Figure 2 shows an example decoding process of a sample in the WSJ evaluation set. Here, we can see that the CTC outputs include errors mainly coming from substitution errors due to the incomplete word spelling. By applying Mask CTC decoding, the spelling errors were successfully recovered by considering the conditional dependence between characters in word-level. However, as can be seen in the error for “sifood,” Mask CTC cannot recover errors derived from character-level insertion or deletion errors because the length allocated to each word is fixed by the CTC outputs.

Table 2 shows WERs for Voxforge.

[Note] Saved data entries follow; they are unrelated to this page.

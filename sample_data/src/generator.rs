use chrono::{DateTime, TimeDelta, Utc};
use loadtest_summary_model::{RequestRecord, RequestType};
use rand::Rng;
use rand_distr::{Distribution, Normal, NormalError};
use thiserror::Error;

/// Number of distinct keys, named `key_0` to `key_99`
pub const KEY_SPACE: u32 = 100;
/// No generated latency is lower than this, in milliseconds
pub const LATENCY_FLOOR_MS: f64 = 10.0;
pub const MAX_VERSION: u32 = 10;

#[derive(Error, Debug)]
pub enum GeneratorError {
    #[error("Invalid latency distribution: {0}")]
    Distribution(#[from] NormalError),
    #[error("{name} must be between 0 and 1, got {value}")]
    Ratio { name: &'static str, value: f64 },
    #[error("Interval between requests must not be negative, got {0}")]
    NegativeInterval(TimeDelta),
    #[error("Timestamp of request {index} is out of range")]
    TimestampOverflow { index: usize },
}

/// Shape of the synthetic traffic
///
/// The defaults describe a read heavy workload where writes are much slower than reads, as
/// seen when writes wait for replication to a quorum.
#[derive(Debug, Clone)]
pub struct TrafficModel {
    pub write_ratio: f64,
    pub success_ratio: f64,
    /// Chance that a read is flagged stale
    pub stale_read_ratio: f64,
    pub read_latency_mean_ms: f64,
    pub read_latency_std_ms: f64,
    pub write_latency_mean_ms: f64,
    pub write_latency_std_ms: f64,
}

impl Default for TrafficModel {
    fn default() -> Self {
        Self {
            write_ratio: 0.1,
            success_ratio: 0.95,
            stale_read_ratio: 0.1,
            read_latency_mean_ms: 50.0,
            read_latency_std_ms: 10.0,
            write_latency_mean_ms: 1200.0,
            write_latency_std_ms: 200.0,
        }
    }
}

/// Generates mock request records following a [TrafficModel]
pub struct SampleGenerator {
    model: TrafficModel,
    read_latency: Normal<f64>,
    write_latency: Normal<f64>,
}

impl SampleGenerator {
    pub fn new(model: TrafficModel) -> Result<Self, GeneratorError> {
        for (name, value) in [
            ("write_ratio", model.write_ratio),
            ("success_ratio", model.success_ratio),
            ("stale_read_ratio", model.stale_read_ratio),
        ] {
            if !(0.0..=1.0).contains(&value) {
                return Err(GeneratorError::Ratio { name, value });
            }
        }

        Ok(Self {
            read_latency: Normal::new(model.read_latency_mean_ms, model.read_latency_std_ms)?,
            write_latency: Normal::new(model.write_latency_mean_ms, model.write_latency_std_ms)?,
            model,
        })
    }

    /// Generate `count` records, the `i`th issued at `start + i * interval`
    ///
    /// Records come out in timestamp order, so `interval` must not be negative.
    pub fn generate<R: Rng + ?Sized>(
        &self,
        rng: &mut R,
        start: DateTime<Utc>,
        interval: TimeDelta,
        count: usize,
    ) -> Result<Vec<RequestRecord>, GeneratorError> {
        if interval < TimeDelta::zero() {
            return Err(GeneratorError::NegativeInterval(interval));
        }

        let mut records = Vec::with_capacity(count);
        let mut timestamp = start;
        for index in 0..count {
            if index > 0 {
                timestamp = timestamp
                    .checked_add_signed(interval)
                    .ok_or(GeneratorError::TimestampOverflow { index })?;
            }
            records.push(self.generate_record(rng, timestamp));
        }
        Ok(records)
    }

    fn generate_record<R: Rng + ?Sized>(
        &self,
        rng: &mut R,
        timestamp: DateTime<Utc>,
    ) -> RequestRecord {
        let request_type = if rng.gen_bool(self.model.write_ratio) {
            RequestType::Write
        } else {
            RequestType::Read
        };
        let key = format!("key_{}", rng.gen_range(0..KEY_SPACE));

        let latency_ms = match request_type {
            RequestType::Read => self.read_latency.sample(rng),
            RequestType::Write => self.write_latency.sample(rng),
        }
        .max(LATENCY_FLOOR_MS);

        let success = rng.gen_bool(self.model.success_ratio);
        let is_stale =
            request_type == RequestType::Read && rng.gen_bool(self.model.stale_read_ratio);

        RequestRecord {
            timestamp,
            request_type,
            key,
            latency_ms,
            success,
            is_stale,
            version: rng.gen_range(1..=MAX_VERSION),
        }
    }
}
//! Main Menu Options
//!
//! Defines the closed set of entries shown on the title screen, in the
//! order they are drawn and navigated.

/// An entry in the main menu
#[derive(Debug, Clone, Copy, PartialEq, Eq)]
pub enum MenuOption {
    Play,
    HighScore,
    Quit,
}

impl MenuOption {
    /// All options in canonical display/navigation order
    pub fn all() -> [MenuOption; 3] {
        [MenuOption::Play, MenuOption::HighScore, MenuOption::Quit]
    }

    /// On-screen label for this option
    pub fn label(&self) -> &'static str {
        match self {
            MenuOption::Play => "PLAY",
            MenuOption::HighScore => "HIGH SCORE",
            MenuOption::Quit => "QUIT",
        }
    }

    /// Position of this option in the canonical order
    pub fn index(&self) -> usize {
        match self {
            MenuOption::Play => 0,
            MenuOption::HighScore => 1,
            MenuOption::Quit => 2,
        }
    }
}

#[cfg(test)]
mod tests {
    use super::*;

    #[test]
    fn test_canonical_order_matches_index() {
        for (i, option) in MenuOption::all().iter().enumerate() {
            assert_eq!(option.index(), i);
        }
    }

    #[test]
    fn test_labels() {
        assert_eq!(MenuOption::Play.label(), "PLAY");
        assert_eq!(MenuOption::HighScore.label(), "HIGH SCORE");
        assert_eq!(MenuOption::Quit.label(), "QUIT");
    }
}
//! Frame Rate Limiter
//!
//! Caps the menu loop at a fixed tick rate and tracks a measured
//! frames-per-second figure for the window title. The FPS readout averages
//! the most recent frames rather than the single last one, so the displayed
//! number stays steady.

use std::collections::VecDeque;
use std::time::{Duration, Instant};

/// Number of recent frames averaged for the FPS readout
const FPS_SAMPLE_FRAMES: usize = 10;

/// Fixed-budget frame limiter with an FPS measurement
///
/// Call [`FrameClock::tick`] once at the end of every loop iteration. It
/// sleeps off whatever remains of the frame budget, so each iteration takes
/// at least `1 / target_fps` seconds.
pub struct FrameClock {
    frame_budget: Duration,
    last_tick: Instant,
    frame_times: VecDeque<Duration>,
}

impl FrameClock {
    /// Creates a clock targeting the given frame rate
    pub fn new(target_fps: u32) -> Self {
        FrameClock {
            frame_budget: Duration::from_secs(1) / target_fps,
            last_tick: Instant::now(),
            frame_times: VecDeque::with_capacity(FPS_SAMPLE_FRAMES),
        }
    }

    /// Blocks until the current frame's budget has elapsed, then records
    /// the frame duration for the FPS measurement
    pub fn tick(&mut self) {
        let elapsed = self.last_tick.elapsed();
        if elapsed < self.frame_budget {
            std::thread::sleep(self.frame_budget - elapsed);
        }

        let now = Instant::now();
        if self.frame_times.len() == FPS_SAMPLE_FRAMES {
            self.frame_times.pop_front();
        }
        self.frame_times.push_back(now - self.last_tick);
        self.last_tick = now;
    }

    /// Measured frames per second, averaged over recent frames
    ///
    /// Returns 0.0 before the first tick.
    pub fn fps(&self) -> f32 {
        let total: Duration = self.frame_times.iter().sum();
        average_fps(self.frame_times.len(), total)
    }
}

/// FPS over `frames` frames that took `total` time in all
pub(crate) fn average_fps(frames: usize, total: Duration) -> f32 {
    if frames == 0 || total.is_zero() {
        return 0.0;
    }
    frames as f32 / total.as_secs_f32()
}

#[cfg(test)]
mod tests {
    use super::*;

    #[test]
    fn test_average_fps_no_frames() {
        assert_eq!(average_fps(0, Duration::ZERO), 0.0);
    }

    #[test]
    fn test_average_fps_steady_rate() {
        // 30 frames over one second is 30 FPS
        let fps = average_fps(30, Duration::from_secs(1));
        assert!((fps - 30.0).abs() < 0.001);
    }

    #[test]
    fn test_average_fps_uneven_total() {
        // 10 frames over half a second is 20 FPS
        let fps = average_fps(10, Duration::from_millis(500));
        assert!((fps - 20.0).abs() < 0.001);
    }

    #[test]
    fn test_tick_records_fps() {
        // High target so the test doesn't block noticeably
        let mut clock = FrameClock::new(1000);
        assert_eq!(clock.fps(), 0.0);

        clock.tick();
        clock.tick();
        assert!(clock.fps() > 0.0);
    }

    #[test]
    fn test_fps_sample_window_is_bounded() {
        let mut clock = FrameClock::new(1000);
        for _ in 0..(FPS_SAMPLE_FRAMES + 5) {
            clock.tick();
        }
        assert_eq!(clock.frame_times.len(), FPS_SAMPLE_FRAMES);
    }
}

Mask CTC yielded better scores than the standard CTC model as the similar results to WSJ, demonstrating that our model can be adopted to other languages with a relatively small amount of training data.

Table 3 shows character error rates (CERs) and sentence error rates (SERs) for CSJ. While Mask CTC performed quite close or even better CERs than the autoregressive model, the results showed a little improvement from the simple CTC model, compared to the results of the aforementioned tasks. Since Japanese includes a large number of characters and the characters themselves often form a certain word, the simple CTC model seemed to be dealing with the short dependence between the characters reasonably well, performing almost the same scores without applying Mask CTC. However, when we look at the results in sentence-level, we observed some clear improvements for all of the evaluation sets, again showing that our model effectively recovers the CTC errors by considering the conditional dependence.

These experimental results on different tasks indicate that Mask CTC framework is especially effective on languages having tokens with a small unit (i.e., Latin alphabet and other phonemic scripts). It is our future work for investigating the effectiveness when we use byte pair encodings (BPEs) [sennrich2016neural] for the languages with such a small unit.

4 Conclusions

This paper proposed Mask CTC, a novel non-autoregressive end-to-end speech recognition framework, which generates a sequence by refining the CTC outputs based on mask prediction. During inference, the target sequence was initialized with the greedy CTC outputs and low-confidence masked tokens were iteratively refined conditioning on the other unmasked tokens and input speech features. The experimental comparisons demonstrated that Mask CTC outperformed the standard CTC model while maintaining the decoding speed fast. Mask CTC approached the results of autoregressive models; especially for CSJ, they were comparable or even better. Our future plan is to reduce the gap of masking strategies between training using random masking and inference using CTC outputs. Furthermore, we plan to explore the integration of external language models (e.g., BERT [devlin2019bert]) in Mask CTC framework.